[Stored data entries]

--

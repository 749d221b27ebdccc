//! Backing store contract
//!
//! The writer stage of the store pipeline and the distributed transaction
//! path talk to durable storage only through `MessageDao`. `TransactionData`
//! is the unit of work handed to it: one writer batch, or the state of one
//! distributed transaction branch.

use std::collections::{BTreeMap, BTreeSet, HashMap};
use std::sync::Arc;

use serde::{Deserialize, Serialize};

use crate::broker::exchange::ExchangeType;
use crate::broker::message::{ContentChunk, DetachableMessage, Message, Metadata};
use crate::transaction::Xid;
use crate::utils::StoreError;

pub trait MessageDao: Send + Sync {
    /// Applies inserts, then detaches, then deletes, atomically.
    fn persist(&self, data: &TransactionData) -> Result<(), StoreError>;

    /// All messages attached to `queue`, in internal id order.
    fn read_all(&self, queue: &str) -> Result<Vec<StoredMessage>, StoreError>;

    /// Content of the given messages. Ids that no longer exist are absent
    /// from the result.
    fn read_data(&self, ids: &[u64]) -> Result<HashMap<u64, StoredMessage>, StoreError>;

    fn prepare(&self, xid: &Xid, data: &TransactionData) -> Result<(), StoreError>;

    /// Applies `data` and drops the prepared record of `xid` in one step.
    fn commit_prepared(&self, xid: &Xid, data: &TransactionData) -> Result<(), StoreError>;

    fn rollback_prepared(&self, xid: &Xid) -> Result<(), StoreError>;

    fn prepared_record(&self, xid: &Xid) -> Result<Option<PreparedRecord>, StoreError>;

    fn stored_xids(&self) -> Result<Vec<Xid>, StoreError>;

    /// Highest internal id ever written or reserved, 0 for an empty store.
    fn last_message_id(&self) -> Result<u64, StoreError>;

    /// Records that ids up to `upto` may be in use.
    fn reserve_ids(&self, upto: u64) -> Result<(), StoreError>;

    fn store_queue(&self, queue: &str) -> Result<(), StoreError>;

    /// Forgets a durable queue together with its bindings.
    fn delete_queue(&self, queue: &str) -> Result<(), StoreError>;

    fn stored_queues(&self) -> Result<Vec<String>, StoreError>;

    fn store_exchange(&self, exchange: &StoredExchange) -> Result<(), StoreError>;

    /// Forgets a durable exchange together with its bindings.
    fn delete_exchange(&self, name: &str) -> Result<(), StoreError>;

    fn stored_exchanges(&self) -> Result<Vec<StoredExchange>, StoreError>;

    fn store_binding(&self, binding: &StoredBinding) -> Result<(), StoreError>;

    fn delete_binding(&self, binding: &StoredBinding) -> Result<(), StoreError>;

    fn stored_bindings(&self) -> Result<Vec<StoredBinding>, StoreError>;

    /// Makes every applied write durable.
    fn flush(&self) -> Result<(), StoreError> {
        Ok(())
    }
}

/// Durable exchange declaration.
#[derive(Debug, Clone, PartialEq, Eq, Serialize, Deserialize)]
pub struct StoredExchange {
    pub name: String,
    pub kind: ExchangeType,
}

/// Binding between a durable exchange and a durable queue.
#[derive(Debug, Clone, PartialEq, Eq, PartialOrd, Ord, Serialize, Deserialize)]
pub struct StoredBinding {
    pub exchange: String,
    pub queue: String,
    pub routing_key: String,
}

impl StoredBinding {
    pub fn new(exchange: &str, queue: &str, routing_key: &str) -> Self {
        Self {
            exchange: exchange.to_string(),
            queue: queue.to_string(),
            routing_key: routing_key.to_string(),
        }
    }
}

#[derive(Debug, Clone, PartialEq, Serialize, Deserialize)]
pub struct StoredChunk {
    pub offset: u64,
    pub data: Vec<u8>,
}

/// Durable form of a message together with the queues holding it.
#[derive(Debug, Clone, PartialEq, Serialize, Deserialize)]
pub struct StoredMessage {
    pub id: u64,
    pub metadata: Metadata,
    pub chunks: Vec<StoredChunk>,
    pub queues: BTreeSet<String>,
    #[serde(default)]
    pub redelivery_count: u32,
}

impl StoredMessage {
    pub fn from_message(message: &Message, queues: BTreeSet<String>) -> Self {
        Self {
            id: message.internal_id(),
            metadata: message.metadata().clone(),
            chunks: message
                .content_chunks()
                .iter()
                .map(|chunk| StoredChunk {
                    offset: chunk.offset,
                    data: chunk.bytes.to_vec(),
                })
                .collect(),
            queues,
            redelivery_count: message.redelivery_count(),
        }
    }

    pub fn content_chunks(&self) -> Vec<ContentChunk> {
        self.chunks
            .iter()
            .map(|chunk| ContentChunk::new(chunk.offset, chunk.data.clone()))
            .collect()
    }

    pub fn into_message(self) -> Message {
        let chunks = self.content_chunks();
        let detachable = Arc::new(DetachableMessage::with_queues(
            self.id,
            self.queues,
            self.redelivery_count,
        ));
        Message::from_parts(detachable, self.metadata, chunks)
    }

    /// Rebuilds the message around a detachable part already tracked in memory.
    pub fn into_message_with(self, detachable: Arc<DetachableMessage>) -> Message {
        let chunks = self.content_chunks();
        Message::from_parts(detachable, self.metadata, chunks)
    }
}

/// What `prepare` writes for one Xid.
#[derive(Debug, Clone, PartialEq, Serialize, Deserialize)]
pub struct PreparedRecord {
    pub xid: Xid,
    pub inserts: Vec<StoredMessage>,
    pub detaches: Vec<(String, u64)>,
}

#[derive(Debug, Clone)]
pub struct PendingInsert {
    pub message: Message,
    pub queues: BTreeSet<String>,
}

#[derive(Debug, Default)]
pub struct TransactionData {
    inserts: BTreeMap<u64, PendingInsert>,
    detaches: BTreeMap<String, Vec<u64>>,
    prepared_detaches: BTreeMap<String, Vec<Arc<DetachableMessage>>>,
    deletes: Vec<u64>,
    detach_count: usize,
    prepared_detach_count: usize,
}

impl TransactionData {
    pub fn new() -> Self {
        Self::default()
    }

    /// Insert with the queues the message is attached to right now.
    pub fn add_enqueue_message(&mut self, message: Message) {
        let queues = message.attached_queues();
        self.inserts
            .insert(message.internal_id(), PendingInsert { message, queues });
    }

    /// Insert whose queues are recorded separately through [`attach`](Self::attach).
    pub fn add_unattached_message(&mut self, message: Message) {
        self.inserts.insert(
            message.internal_id(),
            PendingInsert {
                message,
                queues: BTreeSet::new(),
            },
        );
    }

    pub fn attach(&mut self, queue: &str, id: u64) -> bool {
        match self.inserts.get_mut(&id) {
            Some(pending) => {
                pending.queues.insert(queue.to_string());
                true
            }
            None => false,
        }
    }

    pub fn detach(&mut self, queue: &str, id: u64) {
        self.detaches.entry(queue.to_string()).or_default().push(id);
        self.detach_count += 1;
    }

    pub fn prepare_for_detach(&mut self, queue: &str, message: Arc<DetachableMessage>) {
        self.prepared_detaches
            .entry(queue.to_string())
            .or_default()
            .push(message);
        self.prepared_detach_count += 1;
    }

    pub fn add_deletable(&mut self, id: u64) {
        self.deletes.push(id);
    }

    /// Makes recorded attachments and prepared detaches real: queue sets of the
    /// shared messages are updated, and each prepared detach becomes either a
    /// per-queue detach or, for the last queue, a delete.
    pub fn resolve(&mut self) {
        for pending in self.inserts.values() {
            for queue in &pending.queues {
                pending.message.attach_queue(queue);
            }
        }

        let prepared = std::mem::take(&mut self.prepared_detaches);
        self.prepared_detach_count = 0;
        for (queue, messages) in prepared {
            for message in messages {
                let id = message.internal_id();
                if message.detach_queue(&queue) {
                    self.add_deletable(id);
                } else {
                    self.detach(&queue, id);
                }
            }
        }
    }

    pub fn inserts(&self) -> impl Iterator<Item = &PendingInsert> {
        self.inserts.values()
    }

    pub fn detaches(&self) -> impl Iterator<Item = (&str, u64)> {
        self.detaches
            .iter()
            .flat_map(|(queue, ids)| ids.iter().map(move |id| (queue.as_str(), *id)))
    }

    pub fn prepared_detaches(&self) -> impl Iterator<Item = (&str, &Arc<DetachableMessage>)> {
        self.prepared_detaches.iter().flat_map(|(queue, messages)| {
            messages.iter().map(move |message| (queue.as_str(), message))
        })
    }

    pub fn deletes(&self) -> &[u64] {
        &self.deletes
    }

    pub fn is_empty(&self) -> bool {
        self.inserts.is_empty()
            && self.detaches.is_empty()
            && self.prepared_detaches.is_empty()
            && self.deletes.is_empty()
    }

    pub fn len(&self) -> usize {
        self.inserts.len() + self.detach_count + self.prepared_detach_count + self.deletes.len()
    }

    pub fn clear(&mut self) {
        self.inserts.clear();
        self.detaches.clear();
        self.prepared_detaches.clear();
        self.deletes.clear();
        self.detach_count = 0;
        self.prepared_detach_count = 0;
    }

    pub fn to_prepared_record(&self, xid: &Xid) -> PreparedRecord {
        PreparedRecord {
            xid: xid.clone(),
            inserts: self
                .inserts
                .values()
                .map(|pending| StoredMessage::from_message(&pending.message, pending.queues.clone()))
                .collect(),
            detaches: self
                .detaches()
                .map(|(queue, id)| (queue.to_string(), id))
                .chain(
                    self.prepared_detaches()
                        .map(|(queue, message)| (queue.to_string(), message.internal_id())),
                )
                .collect(),
        }
    }
}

--

▶ [Exercise instructions]: Each line carrying the string "ContentChunk" should be copied out from the entries.

▶ [Written solution]:
use crate::broker::message::{ContentChunk, DetachableMessage, Message, Metadata};
    pub fn content_chunks(&self) -> Vec<ContentChunk> {
            .map(|chunk| ContentChunk::new(chunk.offset, chunk.data.clone()))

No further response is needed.